- **RECORDS TO PROCESS**

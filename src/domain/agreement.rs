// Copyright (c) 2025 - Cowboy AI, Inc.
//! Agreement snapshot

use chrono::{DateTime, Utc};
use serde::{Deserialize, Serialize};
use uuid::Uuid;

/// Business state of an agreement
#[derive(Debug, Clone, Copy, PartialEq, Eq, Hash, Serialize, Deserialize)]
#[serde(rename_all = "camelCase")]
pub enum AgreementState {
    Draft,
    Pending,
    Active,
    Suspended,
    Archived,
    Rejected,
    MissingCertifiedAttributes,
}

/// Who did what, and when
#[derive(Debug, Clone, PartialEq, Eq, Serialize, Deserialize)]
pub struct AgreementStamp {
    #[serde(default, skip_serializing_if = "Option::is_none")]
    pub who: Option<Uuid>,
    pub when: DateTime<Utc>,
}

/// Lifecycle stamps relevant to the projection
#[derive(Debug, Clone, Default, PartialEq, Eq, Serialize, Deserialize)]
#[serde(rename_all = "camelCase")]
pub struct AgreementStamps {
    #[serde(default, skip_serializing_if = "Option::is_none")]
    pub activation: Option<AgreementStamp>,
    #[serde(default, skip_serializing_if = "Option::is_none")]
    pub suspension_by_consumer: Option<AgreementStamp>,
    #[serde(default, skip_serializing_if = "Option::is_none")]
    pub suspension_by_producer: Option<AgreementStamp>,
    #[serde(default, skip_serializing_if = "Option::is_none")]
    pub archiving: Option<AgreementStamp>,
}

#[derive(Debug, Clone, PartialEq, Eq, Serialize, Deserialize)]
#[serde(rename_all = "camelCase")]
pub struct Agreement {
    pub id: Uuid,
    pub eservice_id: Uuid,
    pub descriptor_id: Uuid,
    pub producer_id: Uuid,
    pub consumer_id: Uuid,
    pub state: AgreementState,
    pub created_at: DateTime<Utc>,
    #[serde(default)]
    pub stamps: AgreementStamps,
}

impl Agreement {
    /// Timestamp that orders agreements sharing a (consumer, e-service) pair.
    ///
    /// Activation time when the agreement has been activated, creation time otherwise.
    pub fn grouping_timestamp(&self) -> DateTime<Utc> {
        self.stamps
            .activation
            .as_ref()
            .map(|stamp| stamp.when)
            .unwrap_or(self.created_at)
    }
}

...

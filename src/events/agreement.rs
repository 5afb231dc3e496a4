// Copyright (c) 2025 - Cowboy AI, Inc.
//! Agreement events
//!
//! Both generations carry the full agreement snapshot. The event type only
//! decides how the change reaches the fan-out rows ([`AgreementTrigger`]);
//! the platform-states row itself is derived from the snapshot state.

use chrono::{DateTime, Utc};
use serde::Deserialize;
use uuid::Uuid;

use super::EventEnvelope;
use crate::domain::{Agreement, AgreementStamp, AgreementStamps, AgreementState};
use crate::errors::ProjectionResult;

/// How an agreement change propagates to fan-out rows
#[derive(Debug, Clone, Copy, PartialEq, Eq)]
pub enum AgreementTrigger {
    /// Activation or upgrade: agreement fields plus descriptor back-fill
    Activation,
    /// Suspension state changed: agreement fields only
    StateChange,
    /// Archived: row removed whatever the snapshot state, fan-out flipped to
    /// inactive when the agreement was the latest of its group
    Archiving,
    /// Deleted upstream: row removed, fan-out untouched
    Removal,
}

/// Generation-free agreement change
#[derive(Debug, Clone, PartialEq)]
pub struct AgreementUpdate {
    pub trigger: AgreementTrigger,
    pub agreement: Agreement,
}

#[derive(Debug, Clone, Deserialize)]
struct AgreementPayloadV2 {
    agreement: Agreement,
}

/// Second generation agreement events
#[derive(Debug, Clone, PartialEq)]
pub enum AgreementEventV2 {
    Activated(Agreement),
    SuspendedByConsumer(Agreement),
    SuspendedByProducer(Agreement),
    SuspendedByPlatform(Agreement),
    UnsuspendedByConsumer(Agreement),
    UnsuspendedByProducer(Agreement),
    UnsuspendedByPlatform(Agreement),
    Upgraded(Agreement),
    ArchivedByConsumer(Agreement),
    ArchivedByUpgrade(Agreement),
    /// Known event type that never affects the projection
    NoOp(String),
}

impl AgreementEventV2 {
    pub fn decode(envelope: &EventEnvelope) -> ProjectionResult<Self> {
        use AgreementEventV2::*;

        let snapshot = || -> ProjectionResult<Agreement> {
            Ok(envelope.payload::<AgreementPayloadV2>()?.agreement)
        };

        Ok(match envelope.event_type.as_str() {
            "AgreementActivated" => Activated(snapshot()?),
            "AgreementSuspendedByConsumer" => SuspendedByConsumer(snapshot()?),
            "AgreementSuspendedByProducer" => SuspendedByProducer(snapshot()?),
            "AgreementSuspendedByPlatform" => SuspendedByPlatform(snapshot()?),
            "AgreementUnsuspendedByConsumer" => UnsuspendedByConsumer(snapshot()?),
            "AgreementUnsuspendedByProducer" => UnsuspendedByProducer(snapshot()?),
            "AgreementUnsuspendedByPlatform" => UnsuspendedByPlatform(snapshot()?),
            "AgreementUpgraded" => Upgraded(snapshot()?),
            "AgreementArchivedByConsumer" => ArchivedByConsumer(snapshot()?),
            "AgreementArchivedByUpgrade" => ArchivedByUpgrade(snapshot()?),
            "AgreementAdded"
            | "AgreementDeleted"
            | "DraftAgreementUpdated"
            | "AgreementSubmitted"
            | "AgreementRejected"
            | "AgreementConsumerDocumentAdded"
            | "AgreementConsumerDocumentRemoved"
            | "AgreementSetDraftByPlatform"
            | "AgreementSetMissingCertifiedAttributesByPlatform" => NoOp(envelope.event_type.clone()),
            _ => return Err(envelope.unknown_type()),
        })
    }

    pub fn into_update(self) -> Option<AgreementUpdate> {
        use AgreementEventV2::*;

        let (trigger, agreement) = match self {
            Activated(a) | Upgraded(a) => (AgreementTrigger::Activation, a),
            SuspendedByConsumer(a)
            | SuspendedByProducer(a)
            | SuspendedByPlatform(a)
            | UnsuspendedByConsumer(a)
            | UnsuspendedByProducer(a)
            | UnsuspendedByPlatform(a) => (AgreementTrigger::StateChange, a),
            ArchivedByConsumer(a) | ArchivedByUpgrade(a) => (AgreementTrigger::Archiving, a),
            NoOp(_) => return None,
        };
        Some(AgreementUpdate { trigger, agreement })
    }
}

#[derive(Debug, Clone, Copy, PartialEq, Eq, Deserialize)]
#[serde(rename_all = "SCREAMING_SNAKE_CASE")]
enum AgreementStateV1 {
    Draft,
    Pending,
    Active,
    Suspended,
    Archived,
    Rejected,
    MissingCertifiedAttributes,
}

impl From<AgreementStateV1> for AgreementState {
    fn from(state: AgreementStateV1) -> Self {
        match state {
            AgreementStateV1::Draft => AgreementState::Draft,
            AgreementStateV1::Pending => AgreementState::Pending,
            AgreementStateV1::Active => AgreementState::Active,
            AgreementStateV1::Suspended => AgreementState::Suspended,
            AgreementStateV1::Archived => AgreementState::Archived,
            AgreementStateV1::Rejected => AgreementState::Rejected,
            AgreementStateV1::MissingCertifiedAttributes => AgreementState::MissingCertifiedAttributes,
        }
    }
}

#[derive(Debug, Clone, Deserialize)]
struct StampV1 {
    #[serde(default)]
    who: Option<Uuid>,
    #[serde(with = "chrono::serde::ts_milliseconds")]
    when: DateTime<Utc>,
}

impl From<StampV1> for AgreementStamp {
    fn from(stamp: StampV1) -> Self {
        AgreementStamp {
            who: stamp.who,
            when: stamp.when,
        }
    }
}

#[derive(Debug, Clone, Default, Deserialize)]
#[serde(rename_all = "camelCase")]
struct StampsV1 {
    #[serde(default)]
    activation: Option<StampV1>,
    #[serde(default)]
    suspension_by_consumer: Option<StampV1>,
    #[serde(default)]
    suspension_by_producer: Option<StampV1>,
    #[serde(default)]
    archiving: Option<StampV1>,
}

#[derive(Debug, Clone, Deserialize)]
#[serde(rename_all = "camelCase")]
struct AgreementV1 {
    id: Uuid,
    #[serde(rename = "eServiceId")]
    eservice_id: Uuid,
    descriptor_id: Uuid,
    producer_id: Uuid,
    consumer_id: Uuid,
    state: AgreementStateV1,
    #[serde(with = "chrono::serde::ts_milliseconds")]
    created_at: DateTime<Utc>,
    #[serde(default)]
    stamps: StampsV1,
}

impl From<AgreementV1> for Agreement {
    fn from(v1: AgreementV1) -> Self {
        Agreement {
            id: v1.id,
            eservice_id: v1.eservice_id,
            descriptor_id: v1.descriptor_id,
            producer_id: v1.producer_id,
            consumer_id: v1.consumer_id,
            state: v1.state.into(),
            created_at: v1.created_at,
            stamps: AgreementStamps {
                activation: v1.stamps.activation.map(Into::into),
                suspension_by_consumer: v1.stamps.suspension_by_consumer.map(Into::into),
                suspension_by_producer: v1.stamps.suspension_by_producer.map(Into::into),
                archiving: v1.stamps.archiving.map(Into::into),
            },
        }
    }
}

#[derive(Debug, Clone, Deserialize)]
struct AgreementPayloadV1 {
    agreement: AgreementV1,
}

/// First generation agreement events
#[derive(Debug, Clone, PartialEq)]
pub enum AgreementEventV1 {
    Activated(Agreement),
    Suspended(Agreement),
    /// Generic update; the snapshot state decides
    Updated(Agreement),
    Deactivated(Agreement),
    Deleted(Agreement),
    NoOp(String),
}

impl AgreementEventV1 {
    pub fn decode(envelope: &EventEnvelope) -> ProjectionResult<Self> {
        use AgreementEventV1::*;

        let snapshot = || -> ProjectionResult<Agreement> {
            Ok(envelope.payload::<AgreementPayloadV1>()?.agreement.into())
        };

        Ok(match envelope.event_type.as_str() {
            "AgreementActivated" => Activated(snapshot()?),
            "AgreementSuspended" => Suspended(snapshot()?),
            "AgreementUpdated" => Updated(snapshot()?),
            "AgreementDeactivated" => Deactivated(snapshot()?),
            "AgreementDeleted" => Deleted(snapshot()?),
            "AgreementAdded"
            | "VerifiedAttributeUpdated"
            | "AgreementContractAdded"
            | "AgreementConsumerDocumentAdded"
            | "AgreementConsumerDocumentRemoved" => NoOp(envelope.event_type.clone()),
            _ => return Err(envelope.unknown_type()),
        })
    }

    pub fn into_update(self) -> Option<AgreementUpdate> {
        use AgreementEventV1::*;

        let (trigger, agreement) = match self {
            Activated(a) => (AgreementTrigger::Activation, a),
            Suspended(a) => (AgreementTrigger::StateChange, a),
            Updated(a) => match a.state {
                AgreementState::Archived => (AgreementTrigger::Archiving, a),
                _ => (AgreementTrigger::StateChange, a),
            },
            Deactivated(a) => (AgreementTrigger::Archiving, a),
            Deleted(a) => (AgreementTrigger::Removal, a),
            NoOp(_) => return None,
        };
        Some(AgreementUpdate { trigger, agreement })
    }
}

==

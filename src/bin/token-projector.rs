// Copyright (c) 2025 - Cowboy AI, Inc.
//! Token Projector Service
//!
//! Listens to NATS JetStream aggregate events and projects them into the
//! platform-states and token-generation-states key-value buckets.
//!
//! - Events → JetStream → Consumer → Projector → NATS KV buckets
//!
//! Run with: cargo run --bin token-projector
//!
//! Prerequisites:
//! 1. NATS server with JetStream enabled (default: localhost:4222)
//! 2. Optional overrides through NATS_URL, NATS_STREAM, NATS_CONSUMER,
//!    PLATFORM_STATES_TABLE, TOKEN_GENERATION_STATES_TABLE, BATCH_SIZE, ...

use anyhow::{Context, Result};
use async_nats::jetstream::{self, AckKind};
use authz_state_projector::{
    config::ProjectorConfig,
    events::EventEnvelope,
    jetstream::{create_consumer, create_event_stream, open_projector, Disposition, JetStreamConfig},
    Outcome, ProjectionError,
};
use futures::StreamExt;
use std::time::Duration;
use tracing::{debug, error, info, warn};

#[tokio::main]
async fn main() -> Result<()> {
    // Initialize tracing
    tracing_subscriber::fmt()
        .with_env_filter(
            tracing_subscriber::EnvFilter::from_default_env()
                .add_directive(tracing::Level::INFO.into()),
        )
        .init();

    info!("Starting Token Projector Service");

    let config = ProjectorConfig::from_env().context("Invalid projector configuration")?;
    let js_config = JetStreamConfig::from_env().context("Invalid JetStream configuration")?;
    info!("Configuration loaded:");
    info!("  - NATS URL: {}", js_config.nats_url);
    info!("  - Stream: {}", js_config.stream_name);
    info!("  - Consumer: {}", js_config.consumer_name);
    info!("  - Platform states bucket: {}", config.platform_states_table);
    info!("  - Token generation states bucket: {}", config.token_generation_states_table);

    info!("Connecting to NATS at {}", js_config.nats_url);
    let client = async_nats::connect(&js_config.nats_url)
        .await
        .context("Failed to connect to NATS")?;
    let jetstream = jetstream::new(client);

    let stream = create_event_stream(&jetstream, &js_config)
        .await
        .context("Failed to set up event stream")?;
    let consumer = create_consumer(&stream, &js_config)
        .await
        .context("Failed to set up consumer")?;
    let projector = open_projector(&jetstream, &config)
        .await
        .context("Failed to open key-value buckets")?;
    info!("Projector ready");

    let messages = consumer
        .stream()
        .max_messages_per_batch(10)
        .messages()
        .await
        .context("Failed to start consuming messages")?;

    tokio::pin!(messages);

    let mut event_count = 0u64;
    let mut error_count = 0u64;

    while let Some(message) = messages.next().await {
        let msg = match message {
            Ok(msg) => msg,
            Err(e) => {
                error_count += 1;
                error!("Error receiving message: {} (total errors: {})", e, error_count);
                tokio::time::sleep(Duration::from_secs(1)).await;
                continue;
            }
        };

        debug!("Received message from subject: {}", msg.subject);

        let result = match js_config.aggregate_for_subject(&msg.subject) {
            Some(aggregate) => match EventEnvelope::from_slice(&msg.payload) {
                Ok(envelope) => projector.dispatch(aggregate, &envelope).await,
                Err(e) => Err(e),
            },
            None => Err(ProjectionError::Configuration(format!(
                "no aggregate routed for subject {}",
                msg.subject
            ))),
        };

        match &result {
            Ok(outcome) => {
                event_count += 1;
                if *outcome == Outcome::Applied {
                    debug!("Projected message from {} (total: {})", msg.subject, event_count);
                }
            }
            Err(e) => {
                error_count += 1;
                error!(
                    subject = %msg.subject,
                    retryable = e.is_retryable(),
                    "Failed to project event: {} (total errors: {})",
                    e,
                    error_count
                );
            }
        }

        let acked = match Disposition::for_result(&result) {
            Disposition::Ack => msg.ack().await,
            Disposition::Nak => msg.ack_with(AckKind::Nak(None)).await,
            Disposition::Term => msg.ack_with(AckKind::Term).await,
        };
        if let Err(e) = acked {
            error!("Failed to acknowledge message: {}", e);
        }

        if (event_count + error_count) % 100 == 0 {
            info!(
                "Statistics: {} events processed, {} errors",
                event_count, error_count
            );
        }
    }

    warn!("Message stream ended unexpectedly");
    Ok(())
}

- **WORK INSTRUCTIONS**
The expected answer is each line of the records above that includes the string "AckKind".

- **ANSWER TO THIS EXERCISE**
use async_nats::jetstream::{self, AckKind};
            Disposition::Nak => msg.ack_with(AckKind::Nak(None)).await,
            Disposition::Term => msg.ack_with(AckKind::Term).await,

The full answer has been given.